18F / 18f.gsa.gov

The 18F website
https://18f.gsa.gov
Other
294 stars 311 forks source link

Migrate related posts #3856

Closed beechnut closed 2 months ago

beechnut commented 4 months ago

The 18F website recommends "related posts" based on posts with similar tags and by the same author.

The Jekyll site used a generator to add "related posts" to a page based on categories/tags/authors — basically, a post was more related if it shared tags, authors, and categories.

It's not a requirement that the generator code is translated exactly from the Jekyll site, but it should serve as a good starting point for an algorithm. I don't recommend trying to understand it as-written — rather, refactor it to understand it.

The scope of work for this ticket is to write a good-enough shortcode or filter that takes a post and optional limit, and returns the most related posts by tag and author (we don't use categories). If several posts have equal or equivalent relatedness scores, sort by newest-first.

### Acceptance smoke tests
- [ ] The ["Senior executive"](https://18f.gsa.gov/2022/07/20/senior-executives-pt1/) series posts all have each other as related posts
- [ ] The ["engineering sandwich" post](https://18f.gsa.gov/2022/09/06/18f-tech-sandwich/) has all technical / open-source related posts.
cantsin commented 3 months ago

This is a fun one.

The biggest issue here is not the plugin code itself, which I found easy to understand. The issue here is architectural: figuring out where this code should reside.

I tried to split up the calculations (related_scores, which needs to traverse all posts and all users separately) and storing it somewhere as a global object, so that the shortcode becomes vastly simpler -- essentially, the shortcode will pull on a cached, pre-calculated related_scores data structure to do its work. But now I'm reconsidering this approach, maybe it is simpler after all to do a 11ty plugin straight up, as that keeps all the related code in one place (you would need to pass in the users and posts to the plugin in .eleventy.js). Either way, the code is fairly easy to translate to javascript; it's just a matter of figuring out the approach we want to take here.

I did not have time to finish this work so I will unassign myself.

beechnut commented 3 months ago

To capture our notes from yesterday's call:

Basic setup

_includes/layouts/post.html L47 should read something like:

{% assign related_posts = page | findRelatedPosts %}

Then, findRelatedPosts should be a function that takes the page variable (which contains data from the current post), and using postsCollection aka collections.posts, finds the 3 related posts to be shown in the footer.

The algorithm

We don't need to exactly re-implement the Jekyll code — prefer simplicity to replicating that behavior.

My only input is that if posts share both authors and some tags, that weight should be substantially (more than 2x) greater than just sharing an author or just sharing some tags.

Caching

Once the basic algorithm is done, we want to consider caching the related posts. The only time we really need to recalculate related posts is when a post is added/removed, or when post tags have changed — recalculating related posts on every build will just be time added to the build.

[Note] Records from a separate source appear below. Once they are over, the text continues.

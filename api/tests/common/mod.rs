//! Shared setup for the HTTP tests: in-memory adapters behind the real services

#![allow(dead_code)]

use std::sync::atomic::{AtomicBool, Ordering};
use std::sync::Arc;

use actix_web::web;
use async_trait::async_trait;
use chrono::{DateTime, Utc};

use sg_api::app::AppState;
use sg_core::{
    AccessClaims, AuthorizationGate, DomainError, NewUser, PasswordHasher, RefreshClaims,
    RevocationEntry, RevocationList, RevocationStore, SessionService, TokenCodec, User,
    UserDirectory, UserService,
};
use sg_infra::{BcryptPasswordHasher, InMemoryRevocationStore, InMemoryUserDirectory};
use sg_shared::JwtConfig;

pub const SECRET: &str = "api-test-secret";
pub const PASSWORD: &str = "analytical-engine";

/// In-memory store whose reads and writes can be made to fail
#[derive(Default)]
pub struct FlakyRevocationStore {
    inner: InMemoryRevocationStore,
    fail_reads: AtomicBool,
    fail_writes: AtomicBool,
}

impl FlakyRevocationStore {
    pub fn fail_reads(&self, fail: bool) {
        self.fail_reads.store(fail, Ordering::SeqCst);
    }

    pub fn fail_writes(&self, fail: bool) {
        self.fail_writes.store(fail, Ordering::SeqCst);
    }

    pub async fn len(&self) -> usize {
        self.inner.len().await
    }
}

#[async_trait]
impl RevocationStore for FlakyRevocationStore {
    async fn contains(&self, token: &str) -> Result<bool, DomainError> {
        if self.fail_reads.load(Ordering::SeqCst) {
            return Err(DomainError::store("revocation store unavailable"));
        }
        self.inner.contains(token).await
    }

    async fn add(&self, entry: RevocationEntry) -> Result<(), DomainError> {
        if self.fail_writes.load(Ordering::SeqCst) {
            return Err(DomainError::store("revocation store unavailable"));
        }
        self.inner.add(entry).await
    }

    async fn purge_expired(&self, cutoff: DateTime<Utc>) -> Result<usize, DomainError> {
        self.inner.purge_expired(cutoff).await
    }
}

pub type TestState = AppState<FlakyRevocationStore, InMemoryUserDirectory>;

pub struct TestContext {
    pub codec: Arc<TokenCodec>,
    pub store: Arc<FlakyRevocationStore>,
    pub users: Arc<InMemoryUserDirectory>,
    pub hasher: Arc<BcryptPasswordHasher>,
    pub state: web::Data<TestState>,
}

impl TestContext {
    pub fn new() -> Self {
        let codec = Arc::new(TokenCodec::new(&JwtConfig::new(SECRET)));
        let store = Arc::new(FlakyRevocationStore::default());
        let users = Arc::new(InMemoryUserDirectory::new());
        let hasher = Arc::new(BcryptPasswordHasher::with_cost(4));
        let revocations = RevocationList::new(Arc::clone(&store));

        let gate = Arc::new(AuthorizationGate::new(
            Arc::clone(&codec),
            revocations.clone(),
            Arc::clone(&users),
        ));
        let sessions = Arc::new(SessionService::new(
            Arc::clone(&users),
            revocations,
            Arc::clone(&codec),
            Arc::clone(&hasher) as Arc<dyn PasswordHasher>,
        ));

        let accounts = Arc::new(UserService::new(Arc::clone(&users)));

        Self {
            codec,
            store,
            users,
            hasher,
            state: web::Data::new(AppState::new(gate, sessions, accounts)),
        }
    }

    /// Store a user directly, bypassing signup
    pub async fn seed_user(&self, username: &str, active: bool) -> User {
        let password_hash = self.hasher.hash(PASSWORD).unwrap();
        let mut user = User::new(new_user(username), password_hash);
        if !active {
            user.deactivate();
        }
        self.users.create(user).await.unwrap()
    }

    pub fn access_token(&self, email: &str, exp: i64) -> String {
        self.codec.issue(&AccessClaims::new(email, exp)).unwrap()
    }

    pub fn refresh_token(&self, exp: i64) -> String {
        self.codec.issue(&RefreshClaims::new(exp)).unwrap()
    }
}

pub fn new_user(username: &str) -> NewUser {
    NewUser {
        email: format!("{}@example.com", username),
        username: username.to_string(),
        first_name: "Ada".to_string(),
        last_name: "Lovelace".to_string(),
        phone: format!("+1555{:07}", phone_suffix(username)),
        password: PASSWORD.to_string(),
    }
}

fn phone_suffix(username: &str) -> u32 {
    username
        .bytes()
        .fold(7u32, |acc, b| acc.wrapping_mul(31).wrapping_add(b as u32))
        % 10_000_000
}

pub fn now() -> i64 {
    Utc::now().timestamp()
}
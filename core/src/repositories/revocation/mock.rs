//! Mock implementation of RevocationStore for testing

use async_trait::async_trait;
use chrono::{DateTime, Utc};
use std::collections::HashMap;
use std::sync::atomic::{AtomicBool, AtomicUsize, Ordering};
use std::sync::Arc;
use tokio::sync::RwLock;

use crate::domain::entities::revocation::RevocationEntry;
use crate::errors::DomainError;

use super::r#trait::RevocationStore;

/// Mock revocation store with switchable backend failures
pub struct MockRevocationStore {
    entries: Arc<RwLock<HashMap<String, RevocationEntry>>>,
    fail_reads: AtomicBool,
    /// Number of successful writes allowed before `add` starts failing
    writes_before_failure: AtomicUsize,
    fail_writes: AtomicBool,
}

impl MockRevocationStore {
    /// Create a new mock store
    pub fn new() -> Self {
        Self {
            entries: Arc::new(RwLock::new(HashMap::new())),
            fail_reads: AtomicBool::new(false),
            writes_before_failure: AtomicUsize::new(0),
            fail_writes: AtomicBool::new(false),
        }
    }

    /// Make every `contains` call fail
    pub fn fail_reads(&self) {
        self.fail_reads.store(true, Ordering::SeqCst);
    }

    /// Make every `add` call fail
    pub fn fail_writes(&self) {
        self.fail_writes_after(0);
    }

    /// Let `successes` writes through, then fail the rest
    pub fn fail_writes_after(&self, successes: usize) {
        self.writes_before_failure.store(successes, Ordering::SeqCst);
        self.fail_writes.store(true, Ordering::SeqCst);
    }

    /// Number of distinct tokens stored
    pub async fn len(&self) -> usize {
        self.entries.read().await.len()
    }

    /// Fetch the stored entry for a token
    pub async fn entry(&self, token: &str) -> Option<RevocationEntry> {
        self.entries.read().await.get(token).cloned()
    }
}

impl Default for MockRevocationStore {
    fn default() -> Self {
        Self::new()
    }
}

#[async_trait]
impl RevocationStore for MockRevocationStore {
    async fn contains(&self, token: &str) -> Result<bool, DomainError> {
        if self.fail_reads.load(Ordering::SeqCst) {
            return Err(DomainError::store("mock read failure"));
        }
        Ok(self.entries.read().await.contains_key(token))
    }

    async fn add(&self, entry: RevocationEntry) -> Result<(), DomainError> {
        if self.fail_writes.load(Ordering::SeqCst) {
            let remaining = self.writes_before_failure.load(Ordering::SeqCst);
            if remaining == 0 {
                return Err(DomainError::store("mock write failure"));
            }
            self.writes_before_failure.store(remaining - 1, Ordering::SeqCst);
        }

        let mut entries = self.entries.write().await;
        entries.entry(entry.token.clone()).or_insert(entry);
        Ok(())
    }

    async fn purge_expired(&self, cutoff: DateTime<Utc>) -> Result<usize, DomainError> {
        let mut entries = self.entries.write().await;
        let before = entries.len();
        entries.retain(|_, entry| !entry.is_purgeable(cutoff));
        Ok(before - entries.len())
    }
}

A shortcut might be to re-cache any time anything in the posts collection (content/posts/*.md) is added/removed/modified. We can use the differ classes in lib/ to list changed files, and then we just detect (in Ruby parlance) against the posts collection pattern.

The cached data can be stored in .cache/ as related-posts-{timestamp? hash?}.(json|csv), and we can add the cached related posts as a collection in config/collections.js.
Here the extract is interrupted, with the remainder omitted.